**Aim of the exercise**
Every line that contains the word "bits" should be copied from the records below.

○ ○ ○

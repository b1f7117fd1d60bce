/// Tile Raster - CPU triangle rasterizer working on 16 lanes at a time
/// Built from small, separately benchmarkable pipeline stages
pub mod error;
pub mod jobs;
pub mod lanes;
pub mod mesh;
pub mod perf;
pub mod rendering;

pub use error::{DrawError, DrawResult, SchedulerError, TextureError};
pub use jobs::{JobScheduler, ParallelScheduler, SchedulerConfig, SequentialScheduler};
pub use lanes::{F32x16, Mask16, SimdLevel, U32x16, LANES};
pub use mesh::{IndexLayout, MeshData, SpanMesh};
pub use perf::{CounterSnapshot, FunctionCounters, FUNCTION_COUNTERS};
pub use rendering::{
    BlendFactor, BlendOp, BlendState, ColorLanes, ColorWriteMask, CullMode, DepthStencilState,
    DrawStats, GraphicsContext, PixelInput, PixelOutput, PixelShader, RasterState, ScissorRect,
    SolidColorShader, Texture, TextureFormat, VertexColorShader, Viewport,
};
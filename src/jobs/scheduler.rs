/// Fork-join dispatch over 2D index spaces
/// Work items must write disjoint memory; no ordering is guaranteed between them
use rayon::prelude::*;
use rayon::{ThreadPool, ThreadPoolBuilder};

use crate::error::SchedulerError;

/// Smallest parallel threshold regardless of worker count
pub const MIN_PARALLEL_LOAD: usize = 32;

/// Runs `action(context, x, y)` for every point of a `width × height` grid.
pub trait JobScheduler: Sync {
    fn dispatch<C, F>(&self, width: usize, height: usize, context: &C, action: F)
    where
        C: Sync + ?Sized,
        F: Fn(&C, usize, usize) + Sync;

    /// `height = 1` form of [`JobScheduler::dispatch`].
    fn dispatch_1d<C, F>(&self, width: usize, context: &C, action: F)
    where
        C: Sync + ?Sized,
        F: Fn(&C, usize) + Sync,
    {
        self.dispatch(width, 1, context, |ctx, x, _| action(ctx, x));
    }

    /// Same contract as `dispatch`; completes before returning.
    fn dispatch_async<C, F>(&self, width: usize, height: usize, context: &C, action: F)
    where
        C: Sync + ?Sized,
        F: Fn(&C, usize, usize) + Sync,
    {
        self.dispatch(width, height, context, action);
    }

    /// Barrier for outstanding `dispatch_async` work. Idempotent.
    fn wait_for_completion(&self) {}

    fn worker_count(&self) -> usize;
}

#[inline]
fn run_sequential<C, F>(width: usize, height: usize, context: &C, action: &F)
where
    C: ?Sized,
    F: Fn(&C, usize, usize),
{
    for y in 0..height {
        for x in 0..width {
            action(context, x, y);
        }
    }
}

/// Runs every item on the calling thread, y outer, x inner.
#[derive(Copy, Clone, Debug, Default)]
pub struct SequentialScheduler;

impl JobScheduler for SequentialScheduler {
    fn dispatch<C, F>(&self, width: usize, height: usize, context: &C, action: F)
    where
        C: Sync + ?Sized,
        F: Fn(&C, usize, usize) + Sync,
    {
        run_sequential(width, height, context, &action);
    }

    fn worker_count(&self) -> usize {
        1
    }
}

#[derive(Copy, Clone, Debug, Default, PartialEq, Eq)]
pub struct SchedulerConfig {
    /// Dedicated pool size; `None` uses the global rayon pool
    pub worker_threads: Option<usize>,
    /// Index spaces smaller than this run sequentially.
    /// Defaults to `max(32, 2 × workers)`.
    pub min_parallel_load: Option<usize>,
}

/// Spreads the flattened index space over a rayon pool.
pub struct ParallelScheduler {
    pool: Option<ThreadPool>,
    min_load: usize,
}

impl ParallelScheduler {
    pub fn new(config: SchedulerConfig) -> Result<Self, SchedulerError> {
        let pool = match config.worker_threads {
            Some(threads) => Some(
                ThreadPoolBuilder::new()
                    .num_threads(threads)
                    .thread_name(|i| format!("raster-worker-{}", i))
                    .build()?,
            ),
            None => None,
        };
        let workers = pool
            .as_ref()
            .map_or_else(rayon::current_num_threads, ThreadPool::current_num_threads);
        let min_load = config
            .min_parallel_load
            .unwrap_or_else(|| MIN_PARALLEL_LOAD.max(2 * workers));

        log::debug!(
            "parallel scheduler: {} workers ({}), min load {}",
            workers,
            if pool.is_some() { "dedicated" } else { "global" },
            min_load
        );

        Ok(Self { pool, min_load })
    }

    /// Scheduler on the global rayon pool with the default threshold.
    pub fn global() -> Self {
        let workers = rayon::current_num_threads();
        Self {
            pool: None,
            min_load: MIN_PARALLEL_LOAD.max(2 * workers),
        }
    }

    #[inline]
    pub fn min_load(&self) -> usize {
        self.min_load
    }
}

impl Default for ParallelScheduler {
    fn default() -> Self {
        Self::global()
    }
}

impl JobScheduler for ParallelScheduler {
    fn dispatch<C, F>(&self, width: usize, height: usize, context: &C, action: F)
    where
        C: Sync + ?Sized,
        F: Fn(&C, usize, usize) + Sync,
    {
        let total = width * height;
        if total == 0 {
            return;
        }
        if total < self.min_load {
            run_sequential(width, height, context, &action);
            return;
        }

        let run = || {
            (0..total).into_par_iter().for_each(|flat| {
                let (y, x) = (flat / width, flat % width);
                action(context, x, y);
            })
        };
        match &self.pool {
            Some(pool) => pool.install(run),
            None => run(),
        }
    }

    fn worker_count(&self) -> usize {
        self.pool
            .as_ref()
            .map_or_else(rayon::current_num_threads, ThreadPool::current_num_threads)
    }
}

○ ○ ○

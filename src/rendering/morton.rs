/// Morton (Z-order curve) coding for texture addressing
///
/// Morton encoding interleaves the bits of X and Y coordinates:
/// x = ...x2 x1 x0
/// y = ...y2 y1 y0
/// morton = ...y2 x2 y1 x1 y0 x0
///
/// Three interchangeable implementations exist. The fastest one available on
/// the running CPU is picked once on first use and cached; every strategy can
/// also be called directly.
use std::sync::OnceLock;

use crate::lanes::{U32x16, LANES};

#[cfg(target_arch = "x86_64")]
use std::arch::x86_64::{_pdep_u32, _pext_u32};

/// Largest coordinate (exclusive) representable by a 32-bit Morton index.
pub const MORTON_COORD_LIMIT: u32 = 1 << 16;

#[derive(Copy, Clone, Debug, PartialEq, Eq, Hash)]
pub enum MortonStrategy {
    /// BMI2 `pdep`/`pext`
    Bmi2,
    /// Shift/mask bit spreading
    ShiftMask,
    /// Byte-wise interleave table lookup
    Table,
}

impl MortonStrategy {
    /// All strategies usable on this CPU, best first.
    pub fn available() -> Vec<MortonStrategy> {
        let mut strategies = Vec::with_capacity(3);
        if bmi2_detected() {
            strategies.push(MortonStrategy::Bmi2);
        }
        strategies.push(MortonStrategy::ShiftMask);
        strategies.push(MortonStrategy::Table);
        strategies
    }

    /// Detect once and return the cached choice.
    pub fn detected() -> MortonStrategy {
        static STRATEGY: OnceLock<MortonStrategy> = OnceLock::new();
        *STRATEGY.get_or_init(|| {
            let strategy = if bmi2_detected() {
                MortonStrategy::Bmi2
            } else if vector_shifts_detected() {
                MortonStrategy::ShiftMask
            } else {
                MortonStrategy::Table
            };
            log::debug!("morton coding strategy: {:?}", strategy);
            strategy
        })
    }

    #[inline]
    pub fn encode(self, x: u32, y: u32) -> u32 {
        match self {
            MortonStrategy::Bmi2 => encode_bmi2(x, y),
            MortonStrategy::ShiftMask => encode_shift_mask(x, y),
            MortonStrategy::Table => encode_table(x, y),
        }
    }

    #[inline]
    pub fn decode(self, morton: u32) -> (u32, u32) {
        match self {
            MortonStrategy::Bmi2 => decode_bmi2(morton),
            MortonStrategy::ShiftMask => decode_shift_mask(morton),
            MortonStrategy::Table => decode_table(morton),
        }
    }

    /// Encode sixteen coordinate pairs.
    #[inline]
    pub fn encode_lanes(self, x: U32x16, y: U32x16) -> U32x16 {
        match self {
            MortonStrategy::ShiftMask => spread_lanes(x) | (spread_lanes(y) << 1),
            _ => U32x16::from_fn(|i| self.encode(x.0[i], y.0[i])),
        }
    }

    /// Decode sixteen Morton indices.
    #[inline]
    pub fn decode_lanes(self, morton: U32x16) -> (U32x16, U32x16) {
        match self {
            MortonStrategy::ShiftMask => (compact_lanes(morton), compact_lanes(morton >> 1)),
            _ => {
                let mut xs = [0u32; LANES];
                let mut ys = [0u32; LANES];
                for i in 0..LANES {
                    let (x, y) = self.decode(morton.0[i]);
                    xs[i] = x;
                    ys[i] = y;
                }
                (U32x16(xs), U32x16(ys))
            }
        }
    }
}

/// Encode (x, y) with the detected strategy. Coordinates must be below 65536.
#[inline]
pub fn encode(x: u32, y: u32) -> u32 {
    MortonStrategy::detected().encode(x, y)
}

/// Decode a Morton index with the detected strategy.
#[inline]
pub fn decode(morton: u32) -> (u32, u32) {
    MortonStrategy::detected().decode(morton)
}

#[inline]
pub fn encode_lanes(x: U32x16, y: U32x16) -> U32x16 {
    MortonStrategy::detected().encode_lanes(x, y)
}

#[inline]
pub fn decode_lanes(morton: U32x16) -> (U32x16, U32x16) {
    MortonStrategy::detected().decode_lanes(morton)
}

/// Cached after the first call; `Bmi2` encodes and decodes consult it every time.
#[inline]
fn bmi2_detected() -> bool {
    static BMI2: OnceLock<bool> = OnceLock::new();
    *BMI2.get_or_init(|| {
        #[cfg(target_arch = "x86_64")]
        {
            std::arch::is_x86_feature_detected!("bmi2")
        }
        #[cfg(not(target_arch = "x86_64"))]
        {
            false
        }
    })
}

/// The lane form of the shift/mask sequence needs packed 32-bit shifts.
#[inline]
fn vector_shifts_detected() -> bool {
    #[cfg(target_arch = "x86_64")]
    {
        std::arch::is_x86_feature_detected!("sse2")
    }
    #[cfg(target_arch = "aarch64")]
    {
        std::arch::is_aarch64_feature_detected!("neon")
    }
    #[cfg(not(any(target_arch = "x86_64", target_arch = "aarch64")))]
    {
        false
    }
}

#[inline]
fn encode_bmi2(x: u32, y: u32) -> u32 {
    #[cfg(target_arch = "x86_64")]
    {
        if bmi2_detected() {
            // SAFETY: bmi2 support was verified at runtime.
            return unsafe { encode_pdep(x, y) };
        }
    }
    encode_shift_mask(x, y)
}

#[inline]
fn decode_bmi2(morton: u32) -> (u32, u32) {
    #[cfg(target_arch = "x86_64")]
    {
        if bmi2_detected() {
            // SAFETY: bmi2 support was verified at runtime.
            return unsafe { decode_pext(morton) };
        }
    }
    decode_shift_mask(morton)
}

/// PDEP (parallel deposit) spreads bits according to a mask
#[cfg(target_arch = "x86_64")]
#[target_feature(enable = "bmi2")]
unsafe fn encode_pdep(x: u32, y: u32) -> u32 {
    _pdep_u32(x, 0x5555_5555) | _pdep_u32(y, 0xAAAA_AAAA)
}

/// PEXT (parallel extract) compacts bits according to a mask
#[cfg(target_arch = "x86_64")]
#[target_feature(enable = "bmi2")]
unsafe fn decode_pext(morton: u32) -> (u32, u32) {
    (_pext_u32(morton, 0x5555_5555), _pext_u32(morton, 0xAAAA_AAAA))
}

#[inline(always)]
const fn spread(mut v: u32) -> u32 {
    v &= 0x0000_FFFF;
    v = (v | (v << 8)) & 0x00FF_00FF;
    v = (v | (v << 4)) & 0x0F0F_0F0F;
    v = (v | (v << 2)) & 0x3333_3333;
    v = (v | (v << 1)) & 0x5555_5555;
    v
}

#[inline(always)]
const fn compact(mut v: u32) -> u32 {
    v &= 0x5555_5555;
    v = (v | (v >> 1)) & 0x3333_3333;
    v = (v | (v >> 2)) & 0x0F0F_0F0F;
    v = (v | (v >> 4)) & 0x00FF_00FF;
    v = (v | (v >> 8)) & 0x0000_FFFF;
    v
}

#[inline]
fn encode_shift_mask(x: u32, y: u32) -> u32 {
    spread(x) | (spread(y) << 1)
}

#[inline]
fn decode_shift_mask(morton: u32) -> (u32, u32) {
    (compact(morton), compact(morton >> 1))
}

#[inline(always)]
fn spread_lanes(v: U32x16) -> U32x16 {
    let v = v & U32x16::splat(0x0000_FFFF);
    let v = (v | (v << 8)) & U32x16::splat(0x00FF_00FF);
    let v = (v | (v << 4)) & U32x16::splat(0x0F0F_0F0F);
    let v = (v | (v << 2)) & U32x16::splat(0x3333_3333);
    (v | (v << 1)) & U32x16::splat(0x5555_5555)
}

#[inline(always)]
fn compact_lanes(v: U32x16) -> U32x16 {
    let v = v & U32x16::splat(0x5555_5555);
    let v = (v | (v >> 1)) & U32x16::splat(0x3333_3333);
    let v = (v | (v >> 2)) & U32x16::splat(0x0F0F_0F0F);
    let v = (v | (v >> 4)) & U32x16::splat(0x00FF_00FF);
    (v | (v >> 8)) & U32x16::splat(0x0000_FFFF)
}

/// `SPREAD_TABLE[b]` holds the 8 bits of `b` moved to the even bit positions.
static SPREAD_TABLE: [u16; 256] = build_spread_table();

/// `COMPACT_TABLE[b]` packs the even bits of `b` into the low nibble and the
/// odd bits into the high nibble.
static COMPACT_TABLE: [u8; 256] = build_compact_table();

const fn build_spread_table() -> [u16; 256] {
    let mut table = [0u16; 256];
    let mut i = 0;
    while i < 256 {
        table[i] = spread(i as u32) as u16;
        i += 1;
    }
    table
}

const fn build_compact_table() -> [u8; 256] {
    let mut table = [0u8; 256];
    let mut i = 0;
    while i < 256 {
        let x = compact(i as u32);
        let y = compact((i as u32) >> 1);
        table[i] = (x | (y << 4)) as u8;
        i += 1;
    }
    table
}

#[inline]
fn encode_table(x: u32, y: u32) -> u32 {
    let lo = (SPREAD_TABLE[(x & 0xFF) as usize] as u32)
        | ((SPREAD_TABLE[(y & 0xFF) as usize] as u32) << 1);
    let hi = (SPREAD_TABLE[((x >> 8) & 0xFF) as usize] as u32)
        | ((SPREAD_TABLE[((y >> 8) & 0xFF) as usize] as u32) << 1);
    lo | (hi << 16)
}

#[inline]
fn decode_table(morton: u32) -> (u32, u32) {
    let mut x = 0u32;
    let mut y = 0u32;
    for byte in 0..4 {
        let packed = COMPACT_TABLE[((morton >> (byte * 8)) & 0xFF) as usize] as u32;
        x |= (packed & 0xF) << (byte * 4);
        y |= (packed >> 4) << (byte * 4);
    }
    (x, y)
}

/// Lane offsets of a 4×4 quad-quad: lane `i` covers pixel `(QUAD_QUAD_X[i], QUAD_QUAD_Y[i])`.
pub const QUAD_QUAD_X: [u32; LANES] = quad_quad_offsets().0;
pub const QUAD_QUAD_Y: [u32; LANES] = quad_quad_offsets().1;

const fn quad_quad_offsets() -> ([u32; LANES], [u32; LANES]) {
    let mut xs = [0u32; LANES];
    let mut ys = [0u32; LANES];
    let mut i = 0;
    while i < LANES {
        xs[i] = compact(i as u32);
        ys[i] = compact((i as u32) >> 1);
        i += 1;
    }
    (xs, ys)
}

○ ○ ○

**Your response**
/// Morton encoding interleaves the bits of X and Y coordinates:
/// PDEP (parallel deposit) spreads bits according to a mask
/// PEXT (parallel extract) compacts bits according to a mask
/// `SPREAD_TABLE[b]` holds the 8 bits of `b` moved to the even bit positions.
/// `COMPACT_TABLE[b]` packs the even bits of `b` into the low nibble and the
/// odd bits into the high nibble.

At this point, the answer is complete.